Um 12,2 Prozent will Chinas Führung in diesem Jahr ihren Militärhaushalt erhöhen, auf umgerechnet insgesamt 130 Milliarden Dollar. Dies gab sie am Mittwoch bei der Eröffnung des jährlichen eineinhalbwöchigen Plenums des Nationalen Volkskongresses in Peking bekannt. Da in China die Soldaten der Volksbefreiungsarmee seit jeher auch im Innern eingesetzt werde, so dass eine saubere Etattrennung kaum möglich ist, muss auch der Haushalt für die Innere Sicherheit einberechnet werden. Er steigt um 6,1 Prozent auf umgerechnet 34 Milliarden Dollar. Da auch Waffenkäufe aus dem Ausland aus anderen Töpfen gezahlt werden, summieren sich Chinas gesamte Rüstungsausgaben auf über 200 Milliarden Dollar. Nur die USA geben mit 526 Milliarden Dollar mehr aus.

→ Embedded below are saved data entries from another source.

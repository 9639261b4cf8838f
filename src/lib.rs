//! A tiny interactive command interpreter.
//!
//! Each line read from the user is split on whitespace into tokens. The first
//! token names either a built-in (`cd`, `help`, `exit`) that runs in-process, or
//! an external program that is resolved through `PATH`, spawned, and waited for.
//! There is no quoting, expansion, redirection or piping: tokens reach the
//! program exactly as typed.
//!
//! The main entry point is [`Interpreter`]. Lines come from any [`LineReader`];
//! [`EditorReader`] offers line editing on a terminal, [`PlainReader`] reads from
//! any buffered stream.

mod builtin;
pub mod command;
mod external;
mod interpreter;
mod lexer;
mod reader;

pub use builtin::{BUILTINS, Builtin};
pub use command::{ExitCode, Outcome};
pub use external::{LaunchError, Termination, find_command_path, launch};
pub use interpreter::Interpreter;
pub use lexer::{DELIMITERS, Tokens, split_into_tokens};
pub use reader::{EditorReader, LineReader, PlainReader};

#[cfg(test)]
pub(crate) mod test_support {
    use std::env;
    use std::fs;
    use std::io;
    use std::path::PathBuf;
    use std::sync::{Mutex, MutexGuard, OnceLock};
    use std::time::{SystemTime, UNIX_EPOCH};

    /// Serializes tests that change or compare the process working directory.
    pub fn lock_current_dir() -> MutexGuard<'static, ()> {
        static MUTEX: OnceLock<Mutex<()>> = OnceLock::new();
        MUTEX
            .get_or_init(|| Mutex::new(()))
            .lock()
            .unwrap_or_else(|poisoned| poisoned.into_inner())
    }

    pub fn make_unique_temp_dir(tag: &str) -> io::Result<PathBuf> {
        let mut p = env::temp_dir();
        let nanos = SystemTime::now()
            .duration_since(UNIX_EPOCH)
            .unwrap()
            .as_nanos();
        p.push(format!("tinysh_test_{}_{}_{}", tag, std::process::id(), nanos));
        fs::create_dir_all(&p)?;
        Ok(p)
    }
}
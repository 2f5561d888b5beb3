//! Error types for relais.

use derive_more::{Display, Error, From};

/// Main error type for relais operations.
///
/// Non-2xx responses are not errors: they flow through the pipeline as
/// ordinary [`crate::Response`] values, and translating them into typed
/// failures is the endpoint layer's concern. Cache-store failures never
/// surface here either; the caching transport swallows them.
#[derive(Debug, Display, Error, From)]
pub enum Error {
    /// Programmer error in client configuration (blank credentials, ...).
    #[display("configuration error: {_0}")]
    #[from(skip)]
    Configuration(#[error(not(source))] String),

    /// Network/connection errors.
    #[display("connection error: {_0}")]
    #[from(skip)]
    Connection(#[error(not(source))] String),

    /// TLS/SSL errors.
    #[display("TLS error: {_0}")]
    #[from(skip)]
    Tls(#[error(not(source))] String),

    /// Request timeout.
    #[display("request timeout")]
    #[from(skip)]
    Timeout,

    /// Invalid request construction.
    #[display("invalid request: {_0}")]
    #[from(skip)]
    InvalidRequest(#[error(not(source))] String),

    /// URL parsing error.
    #[display("invalid URL: {_0}")]
    #[from]
    InvalidUrl(url::ParseError),

    /// JSON serialization error.
    #[display("JSON serialization error: {_0}")]
    #[from]
    JsonSerialization(serde_json::Error),

    /// JSON deserialization error with path context.
    #[display("JSON deserialization error at '{path}': {message}")]
    #[from(skip)]
    JsonDeserialization {
        /// JSON path to the error (e.g., "user.plan.name").
        path: String,
        /// Error message.
        message: String,
    },
}

/// Result type alias using [`crate::Error`].
pub type Result<T> = std::result::Result<T, Error>;

impl Error {
    /// Create a configuration error.
    #[must_use]
    pub fn configuration(message: impl Into<String>) -> Self {
        Self::Configuration(message.into())
    }

    /// Create a connection error.
    #[must_use]
    pub fn connection(message: impl Into<String>) -> Self {
        Self::Connection(message.into())
    }

    /// Create a TLS error.
    #[must_use]
    pub fn tls(message: impl Into<String>) -> Self {
        Self::Tls(message.into())
    }

    /// Create an invalid request error.
    #[must_use]
    pub fn invalid_request(message: impl Into<String>) -> Self {
        Self::InvalidRequest(message.into())
    }

    /// Create a JSON deserialization error with path context.
    #[must_use]
    pub fn json_deserialization(path: impl Into<String>, message: impl Into<String>) -> Self {
        Self::JsonDeserialization {
            path: path.into(),
            message: message.into(),
        }
    }

    /// Returns `true` if this is a configuration error.
    #[must_use]
    pub const fn is_configuration(&self) -> bool {
        matches!(self, Self::Configuration(_))
    }

    /// Returns `true` if this is a timeout error.
    #[must_use]
    pub const fn is_timeout(&self) -> bool {
        matches!(self, Self::Timeout)
    }

    /// Returns `true` if this is a connection error.
    #[must_use]
    pub const fn is_connection(&self) -> bool {
        matches!(self, Self::Connection(_))
    }
}

#[cfg(test)]
mod tests {
    use super::*;

    #[test]
    fn error_display() {
        let err = Error::configuration("basic auth login must not be blank");
        assert_eq!(
            err.to_string(),
            "configuration error: basic auth login must not be blank"
        );

        let err = Error::Timeout;
        assert_eq!(err.to_string(), "request timeout");

        let err = Error::connection("failed to connect");
        assert_eq!(err.to_string(), "connection error: failed to connect");

        let err = Error::json_deserialization("user.plan.name", "missing field `name`");
        assert_eq!(
            err.to_string(),
            "JSON deserialization error at 'user.plan.name': missing field `name`"
        );
    }

    #[test]
    fn error_predicates() {
        assert!(Error::configuration("bad").is_configuration());
        assert!(Error::Timeout.is_timeout());
        assert!(Error::connection("down").is_connection());
        assert!(!Error::Timeout.is_connection());
        assert!(!Error::connection("down").is_configuration());
    }
}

Der Militäretat ist damit in diesem Jahr der Haushaltsposten mit der höchsten Steigerungsrate. Das zusätzliche Geld soll vor allem in die Küsten- und Luftabwehr sowie in die Entwicklung von hochtechnologischen Waffen investiert werden. „Unter Berücksichtigung der neuen Bedingungen müssen Chinas Streitkräfte modernisiert und gestärkt werden“, begründet Premierminister Li Keqiang in seinem Rechenschaftsbericht die erhöhten Ausgaben. Was er damit konkret meint, führt er in seiner Auftaktrede ebenfalls aus: China müsse „die Vorbereitung auf militärische Kämpfe in alle Richtungen vorantreiben“. Im Innern wie auch nach außen.

Schon nehmen internationale Militärexperten ihn allzu wörtlich und fürchten, die Volksrepublik könne als neue Militärmacht eine weltweite Führungsrolle beanspruchen und verweisen auf die sich zuletzt zuspitzenden Konflikte im ost- und südchinesischen Meer mit Japan, den Philippinen und Vietnam.

Dabei gilt offiziell auch weiter die einst unter dem Reformer Deng Xiaoping ausgegebene Doktrin, sich außenpolitisch zurückzuhalten. Chinesische Militärexperten wiegeln daher ab. Yin Zhuo, Direktor des Beratungskomitees der Volksbefreiungsarmee, verweist darauf, dass der Anteil der Militärausgaben an der Wirtschaftsleistung weiter bei unter 1,4 Prozent liege. Der weltweite Durchschnitt betrage 3 Prozent. „Der Ausbau des Militärapparats dient ganz allein der Verteidigung“, betonte Yin.

In der Tat gilt trotz massiver Aufrüstung in den letzten Jahren ein großer Teil der über 2,1 Millionen Soldaten zählenden Volksbefreiungsarmee als rückständig und marode. Laut dem US-Fachmagazin IHS Jane’s wird es noch Jahre dauern, bis Chinas Armee eine wirklich moderne Kampftruppe ist.